Personal information
- Date of birth: 12 April 1999 (age 27)
- Place of birth: Dunfermline, Scotland
- Height: 1.73 m (5 ft 8 in)
- Positions: Right-back; centre-back;

Youth career
- Rangers
- Celtic

Senior career*
- Years: Team / Apps / (Gls)
- 2019–2020: St Johnstone / 11 / (0)
- 2020: → Greenock Morton (loan) / 0 / (0)
- 2020–2024: Inverness Caledonian Thistle / 83 / (3)
- 2024: Strathspey Thistle
- 2024–2025: Brora Rangers

International career^{‡}
- 2015–2016: Scotland U17 / 3 / (1)
- 2017–2018: Scotland U19 / 7 / (1)

= Wallace Duffy =

Scottish footballer

Wallace Duffy (born 12 April 1999) is a Scottish former professional footballer who played as a right-back and centre-back.

==Club career==
Duffy began his career with Rangers, before playing for Celtic, making one appearance for their under-20s team in the Scottish Challenge Cup. He signed for St Johnstone in June 2019, and stated his intention to break into the first-team.

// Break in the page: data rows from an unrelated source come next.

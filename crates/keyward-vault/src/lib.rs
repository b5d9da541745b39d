// SPDX-FileCopyrightText: 2026 Keyward Contributors
// SPDX-License-Identifier: MIT OR Apache-2.0

//! Access key records and their secret codec.
//!
//! An [`AccessKey`] carries its plaintext payload only transiently. Before it
//! is persisted, [`SecretCodec::serialize`] turns the payload into an opaque
//! secret string: base64 of the payload when no encryption key is configured,
//! otherwise base64 of `nonce || AES-256-GCM(payload)`. Decoding also accepts
//! legacy newline-terminated private keys stored verbatim.

pub mod access_key;
pub mod codec;
pub mod crypto;
pub mod rekey;

pub use access_key::{AccessKey, KeyOwner, LoginPassword, SecretPayload, SshKey};
pub use codec::SecretCodec;
pub use crypto::EncryptionKey;
pub use rekey::{rekey_access_keys, RekeyReport};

In September 2020, St Johnstone agreed to loan Duffy to Greenock Morton for the 2020–21 season, but days later this deal was cancelled due to "non-footballing reasons". He was released by St Johnstone in October 2020. Later that month he signed for Inverness Caledonian Thistle. Duffy confirmed his departure from Inverness following the conclusion of the 2023–24 season after not receiving a new contract offer from the club. On 10 August 2024, Duffy re-signed for Inverness Caledonian Thistle on a two-year deal. On 24 October 2024, Duffy was released by Inverness after they entered administration.

On 3 November 2024, Wallace signed a three-year contract with Highland League side Strathspey Thistle. On 22 December 2024, Duffy agreed to sign with Highland League side Brora Rangers on a two-and-a-half year deal. On 9 July 2025, Duffy and teammate Matthew Wright made the decision to take an indefinite break from football for personal reasons.

==International career==
Duffy has represented Scotland at under-17 and under-19 youth levels.